From the listing below, pull out every line where the string "filename" appears.

[Information provided — start]

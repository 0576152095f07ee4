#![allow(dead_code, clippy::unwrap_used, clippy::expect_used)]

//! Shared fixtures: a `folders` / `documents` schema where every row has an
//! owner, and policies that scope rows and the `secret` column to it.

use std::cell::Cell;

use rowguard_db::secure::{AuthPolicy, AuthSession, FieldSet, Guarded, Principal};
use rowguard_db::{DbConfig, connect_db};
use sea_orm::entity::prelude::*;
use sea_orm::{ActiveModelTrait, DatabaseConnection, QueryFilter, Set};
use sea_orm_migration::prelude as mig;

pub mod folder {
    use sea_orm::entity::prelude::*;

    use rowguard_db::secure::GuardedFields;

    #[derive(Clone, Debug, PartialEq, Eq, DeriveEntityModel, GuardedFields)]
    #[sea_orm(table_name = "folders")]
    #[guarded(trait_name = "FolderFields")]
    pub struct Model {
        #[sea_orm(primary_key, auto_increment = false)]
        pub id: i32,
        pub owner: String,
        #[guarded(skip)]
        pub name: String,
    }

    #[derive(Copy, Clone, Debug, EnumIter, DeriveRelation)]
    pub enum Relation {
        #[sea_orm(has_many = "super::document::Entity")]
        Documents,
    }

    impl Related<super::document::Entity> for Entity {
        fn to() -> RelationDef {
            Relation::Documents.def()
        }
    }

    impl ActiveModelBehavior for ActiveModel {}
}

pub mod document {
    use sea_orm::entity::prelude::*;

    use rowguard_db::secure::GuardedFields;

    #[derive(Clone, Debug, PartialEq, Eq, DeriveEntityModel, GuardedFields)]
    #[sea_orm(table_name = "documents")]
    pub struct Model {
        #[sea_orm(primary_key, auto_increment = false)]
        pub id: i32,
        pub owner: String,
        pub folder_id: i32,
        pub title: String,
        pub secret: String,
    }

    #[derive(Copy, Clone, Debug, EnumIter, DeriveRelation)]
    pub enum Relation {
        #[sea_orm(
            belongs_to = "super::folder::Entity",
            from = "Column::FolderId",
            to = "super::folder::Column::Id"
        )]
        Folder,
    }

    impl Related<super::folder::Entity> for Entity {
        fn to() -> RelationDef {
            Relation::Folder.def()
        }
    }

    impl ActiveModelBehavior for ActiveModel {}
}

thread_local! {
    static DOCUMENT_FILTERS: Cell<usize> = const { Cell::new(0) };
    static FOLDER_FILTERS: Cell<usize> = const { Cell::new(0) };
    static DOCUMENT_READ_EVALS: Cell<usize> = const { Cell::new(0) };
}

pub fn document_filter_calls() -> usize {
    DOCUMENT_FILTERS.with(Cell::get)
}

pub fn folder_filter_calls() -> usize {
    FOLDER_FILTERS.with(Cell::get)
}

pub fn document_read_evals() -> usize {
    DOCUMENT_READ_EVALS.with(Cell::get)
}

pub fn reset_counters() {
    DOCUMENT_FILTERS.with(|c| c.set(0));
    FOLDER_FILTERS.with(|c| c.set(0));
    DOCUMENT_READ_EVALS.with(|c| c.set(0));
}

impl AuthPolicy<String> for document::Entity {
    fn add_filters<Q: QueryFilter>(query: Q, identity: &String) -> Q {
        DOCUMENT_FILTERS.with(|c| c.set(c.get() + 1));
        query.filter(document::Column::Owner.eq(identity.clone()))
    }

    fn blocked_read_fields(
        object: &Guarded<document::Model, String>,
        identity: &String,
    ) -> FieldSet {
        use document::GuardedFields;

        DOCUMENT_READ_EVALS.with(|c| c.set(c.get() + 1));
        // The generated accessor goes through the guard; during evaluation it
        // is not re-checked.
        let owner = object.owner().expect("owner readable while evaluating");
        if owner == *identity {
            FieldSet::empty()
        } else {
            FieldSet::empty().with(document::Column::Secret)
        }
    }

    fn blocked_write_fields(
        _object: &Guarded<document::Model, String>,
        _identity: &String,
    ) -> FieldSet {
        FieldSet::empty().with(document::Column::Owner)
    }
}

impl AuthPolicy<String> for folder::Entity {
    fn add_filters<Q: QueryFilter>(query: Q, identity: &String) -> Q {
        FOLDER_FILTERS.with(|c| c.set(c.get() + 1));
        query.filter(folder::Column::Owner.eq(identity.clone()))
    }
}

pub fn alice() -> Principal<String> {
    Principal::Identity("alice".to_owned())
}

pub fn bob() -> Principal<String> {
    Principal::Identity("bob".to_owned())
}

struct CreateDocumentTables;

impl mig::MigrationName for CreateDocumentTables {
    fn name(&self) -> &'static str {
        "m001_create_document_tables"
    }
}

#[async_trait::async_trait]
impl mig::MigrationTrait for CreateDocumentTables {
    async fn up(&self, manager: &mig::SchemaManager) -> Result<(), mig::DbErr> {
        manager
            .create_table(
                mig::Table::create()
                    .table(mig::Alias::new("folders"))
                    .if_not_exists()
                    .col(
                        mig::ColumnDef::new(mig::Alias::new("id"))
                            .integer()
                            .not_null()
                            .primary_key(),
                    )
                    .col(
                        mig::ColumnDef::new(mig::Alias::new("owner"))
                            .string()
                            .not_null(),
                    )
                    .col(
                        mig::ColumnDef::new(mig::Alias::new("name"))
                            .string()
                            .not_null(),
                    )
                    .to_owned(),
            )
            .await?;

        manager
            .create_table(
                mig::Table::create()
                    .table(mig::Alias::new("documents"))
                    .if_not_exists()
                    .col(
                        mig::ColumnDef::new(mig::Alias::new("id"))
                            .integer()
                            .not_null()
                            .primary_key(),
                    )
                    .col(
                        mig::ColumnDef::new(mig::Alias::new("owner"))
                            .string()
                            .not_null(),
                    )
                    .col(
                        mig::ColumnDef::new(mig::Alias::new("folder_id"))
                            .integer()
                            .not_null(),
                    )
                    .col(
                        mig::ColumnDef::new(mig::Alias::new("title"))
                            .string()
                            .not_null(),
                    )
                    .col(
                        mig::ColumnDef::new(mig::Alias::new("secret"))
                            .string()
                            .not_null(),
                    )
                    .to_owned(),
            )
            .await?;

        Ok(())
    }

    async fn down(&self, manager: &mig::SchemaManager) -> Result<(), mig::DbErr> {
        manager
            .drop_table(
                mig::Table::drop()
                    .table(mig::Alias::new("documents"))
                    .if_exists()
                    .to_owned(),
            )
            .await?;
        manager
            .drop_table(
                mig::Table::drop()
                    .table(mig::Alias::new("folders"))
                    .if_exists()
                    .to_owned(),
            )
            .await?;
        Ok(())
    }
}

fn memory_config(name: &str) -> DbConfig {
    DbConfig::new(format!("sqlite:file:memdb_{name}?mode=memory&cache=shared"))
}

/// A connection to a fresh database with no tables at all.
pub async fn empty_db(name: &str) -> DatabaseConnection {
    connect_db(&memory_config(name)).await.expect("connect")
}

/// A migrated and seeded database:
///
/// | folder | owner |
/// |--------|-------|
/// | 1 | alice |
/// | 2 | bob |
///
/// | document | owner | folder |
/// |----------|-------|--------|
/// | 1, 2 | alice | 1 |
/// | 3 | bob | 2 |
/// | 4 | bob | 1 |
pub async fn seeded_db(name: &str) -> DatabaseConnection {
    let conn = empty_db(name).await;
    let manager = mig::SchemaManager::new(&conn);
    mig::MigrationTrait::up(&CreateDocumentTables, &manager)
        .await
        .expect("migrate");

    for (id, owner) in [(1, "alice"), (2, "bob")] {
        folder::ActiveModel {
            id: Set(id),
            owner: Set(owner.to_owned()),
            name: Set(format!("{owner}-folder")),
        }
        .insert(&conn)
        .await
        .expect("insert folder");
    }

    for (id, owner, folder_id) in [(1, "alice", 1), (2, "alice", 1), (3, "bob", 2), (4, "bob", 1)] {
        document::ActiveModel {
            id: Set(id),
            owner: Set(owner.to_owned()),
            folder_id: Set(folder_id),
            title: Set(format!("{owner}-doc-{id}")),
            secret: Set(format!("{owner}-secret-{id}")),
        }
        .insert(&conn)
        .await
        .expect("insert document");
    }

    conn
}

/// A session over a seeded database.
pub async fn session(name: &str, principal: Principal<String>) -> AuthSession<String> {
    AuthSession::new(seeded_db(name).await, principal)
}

[Information provided — finish]
[Information provided — start]

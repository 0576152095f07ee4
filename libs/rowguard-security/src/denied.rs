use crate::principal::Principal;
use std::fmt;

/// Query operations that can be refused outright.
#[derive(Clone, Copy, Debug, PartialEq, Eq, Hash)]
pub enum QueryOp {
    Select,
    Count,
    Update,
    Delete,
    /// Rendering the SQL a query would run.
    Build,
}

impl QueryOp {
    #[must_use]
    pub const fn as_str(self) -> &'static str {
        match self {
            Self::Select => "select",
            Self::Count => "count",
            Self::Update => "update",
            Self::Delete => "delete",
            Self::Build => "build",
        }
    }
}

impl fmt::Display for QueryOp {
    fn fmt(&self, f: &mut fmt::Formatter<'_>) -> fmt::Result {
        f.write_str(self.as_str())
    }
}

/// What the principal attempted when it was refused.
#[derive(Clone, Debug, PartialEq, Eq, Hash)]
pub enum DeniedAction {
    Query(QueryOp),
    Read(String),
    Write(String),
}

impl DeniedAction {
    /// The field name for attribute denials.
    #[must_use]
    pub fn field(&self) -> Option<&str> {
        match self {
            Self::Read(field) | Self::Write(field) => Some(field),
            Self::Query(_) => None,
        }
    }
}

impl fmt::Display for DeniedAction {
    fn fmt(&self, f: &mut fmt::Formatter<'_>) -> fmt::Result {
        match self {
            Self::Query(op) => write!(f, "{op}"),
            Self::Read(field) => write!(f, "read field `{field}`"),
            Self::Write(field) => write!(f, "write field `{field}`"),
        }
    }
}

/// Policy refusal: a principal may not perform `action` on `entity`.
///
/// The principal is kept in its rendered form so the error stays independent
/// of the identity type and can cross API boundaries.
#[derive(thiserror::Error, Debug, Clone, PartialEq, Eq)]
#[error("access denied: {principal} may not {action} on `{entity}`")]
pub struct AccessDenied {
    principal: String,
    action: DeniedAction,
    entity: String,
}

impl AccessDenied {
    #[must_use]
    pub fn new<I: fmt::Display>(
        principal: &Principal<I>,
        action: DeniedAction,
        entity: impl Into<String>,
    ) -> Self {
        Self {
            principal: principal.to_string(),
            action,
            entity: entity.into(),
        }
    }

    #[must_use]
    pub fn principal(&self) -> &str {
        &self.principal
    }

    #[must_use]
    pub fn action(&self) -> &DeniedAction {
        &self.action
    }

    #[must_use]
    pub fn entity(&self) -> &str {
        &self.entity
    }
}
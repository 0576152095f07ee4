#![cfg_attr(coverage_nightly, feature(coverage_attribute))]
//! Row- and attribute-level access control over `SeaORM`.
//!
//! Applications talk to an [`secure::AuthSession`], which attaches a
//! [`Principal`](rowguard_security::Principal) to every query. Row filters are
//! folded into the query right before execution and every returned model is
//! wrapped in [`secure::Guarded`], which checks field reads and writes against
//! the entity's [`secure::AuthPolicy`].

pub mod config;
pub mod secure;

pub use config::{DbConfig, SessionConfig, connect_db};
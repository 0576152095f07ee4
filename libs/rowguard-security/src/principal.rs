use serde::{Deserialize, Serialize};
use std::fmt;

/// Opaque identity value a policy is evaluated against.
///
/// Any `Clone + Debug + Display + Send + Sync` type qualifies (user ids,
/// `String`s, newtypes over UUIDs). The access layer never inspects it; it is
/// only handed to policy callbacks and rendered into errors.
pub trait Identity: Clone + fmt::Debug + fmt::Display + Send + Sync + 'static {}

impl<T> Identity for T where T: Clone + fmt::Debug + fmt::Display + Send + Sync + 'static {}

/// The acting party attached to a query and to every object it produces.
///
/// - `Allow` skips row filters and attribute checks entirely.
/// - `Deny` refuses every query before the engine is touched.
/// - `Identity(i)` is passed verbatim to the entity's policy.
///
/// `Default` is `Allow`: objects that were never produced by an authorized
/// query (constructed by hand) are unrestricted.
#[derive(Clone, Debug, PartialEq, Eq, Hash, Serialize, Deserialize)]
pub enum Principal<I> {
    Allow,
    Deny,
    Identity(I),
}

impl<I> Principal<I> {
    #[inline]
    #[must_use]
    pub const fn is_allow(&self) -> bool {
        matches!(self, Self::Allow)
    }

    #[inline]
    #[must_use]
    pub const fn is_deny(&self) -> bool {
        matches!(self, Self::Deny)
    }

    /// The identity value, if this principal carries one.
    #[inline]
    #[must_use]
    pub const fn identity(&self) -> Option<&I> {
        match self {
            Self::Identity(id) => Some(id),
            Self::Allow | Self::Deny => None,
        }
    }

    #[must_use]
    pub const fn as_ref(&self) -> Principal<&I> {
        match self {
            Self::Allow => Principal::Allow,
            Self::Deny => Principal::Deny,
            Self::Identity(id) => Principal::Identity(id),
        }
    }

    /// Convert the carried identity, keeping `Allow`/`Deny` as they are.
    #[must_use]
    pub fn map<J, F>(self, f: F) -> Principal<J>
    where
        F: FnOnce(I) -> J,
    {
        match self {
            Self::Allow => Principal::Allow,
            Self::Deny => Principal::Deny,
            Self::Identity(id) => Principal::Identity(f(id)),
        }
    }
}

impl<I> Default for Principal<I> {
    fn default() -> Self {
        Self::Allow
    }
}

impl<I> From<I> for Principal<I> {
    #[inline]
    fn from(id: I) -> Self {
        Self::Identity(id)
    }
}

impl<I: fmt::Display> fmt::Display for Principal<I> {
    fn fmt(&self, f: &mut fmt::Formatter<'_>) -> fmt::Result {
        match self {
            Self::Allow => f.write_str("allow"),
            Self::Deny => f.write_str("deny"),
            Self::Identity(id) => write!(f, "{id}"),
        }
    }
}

[Information provided — finish]

Response box:
filename libs/rowguard-security/src/denied.rs
filename libs/rowguard-security/src/principal.rs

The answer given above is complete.